Claiming that his first order of business as president would be changing the name of the White House to the Blues House, Dizzy Gillespie’s run for President in 1964 wasn’t as illogical (or comical) as it seems on the surface. (In fact, given the ignorance of one of our current major party nominees, it is easy to write that Dizzy put much more thought into his vision for the country, and was without question more evolved as a candidate). As election day approaches, it is time to ask ourselves, what better time than today for a candidate whose platform includes disbanding the FBI and giving major foreign ambassadorships to jazz musicians?
In his 1979 autobiography To Be, or not…to Bop, Dizzy devotes an entire chapter to the story of his experience as a candidate for the presidency.
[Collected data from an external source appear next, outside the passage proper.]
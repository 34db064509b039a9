use serde::de::DeserializeOwned;
use std::fs;
use std::path::Path;

/// Read a JSON file and deserialise into a typed struct.
pub fn read_json<T: DeserializeOwned>(path: &str) -> Result<T, Box<dyn std::error::Error>> {
    let resolved = resolve_path(path)?;
    let contents = fs::read_to_string(&resolved)
        .map_err(|e| format!("Failed to read '{}': {}", resolved.display(), e))?;
    let value: T = serde_json::from_str(&contents)
        .map_err(|e| format!("Failed to parse '{}': {}", resolved.display(), e))?;
    Ok(value)
}

/// Resolve the path and fail early with a readable message.
fn resolve_path(path: &str) -> Result<std::path::PathBuf, Box<dyn std::error::Error>> {
    let p = Path::new(path);
    let resolved = if p.is_absolute() {
        p.to_path_buf()
    } else {
        std::env::current_dir()?.join(p)
    };

    if !resolved.exists() {
        return Err(format!("File not found: {}", resolved.display()).into());
    }
    if !resolved.is_file() {
        return Err(format!("Not a file: {}", resolved.display()).into());
    }

    Ok(resolved)
}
The entire chapter follows…
One time Adam Powell came over to see me at the Embers, and of course he smoked cigars. I went over to his table at intermission, and he pulled out one of those cigars. I said, “Wait a minute, hold it…” I went and got this big lighter, about six inches high and four inches wide, picked it up and mashed it, and it lit up for him. It’s a Shields, but it looks like a Zippo. That lighter had an inscription on the side: “To Dizzy Gillespie with kindest affection. From Moody and Margenia.” On the other side the inscription read, “The HNIC.” So when I lit the cigar, Adam laughed, man! Then he took it, and he read it. Moody was playing with me at the time, and he looked at Moody and said, “Tom…!”
“Turn it over, look on the other side,” I said.
He says, “The HNIC, what does that mean?”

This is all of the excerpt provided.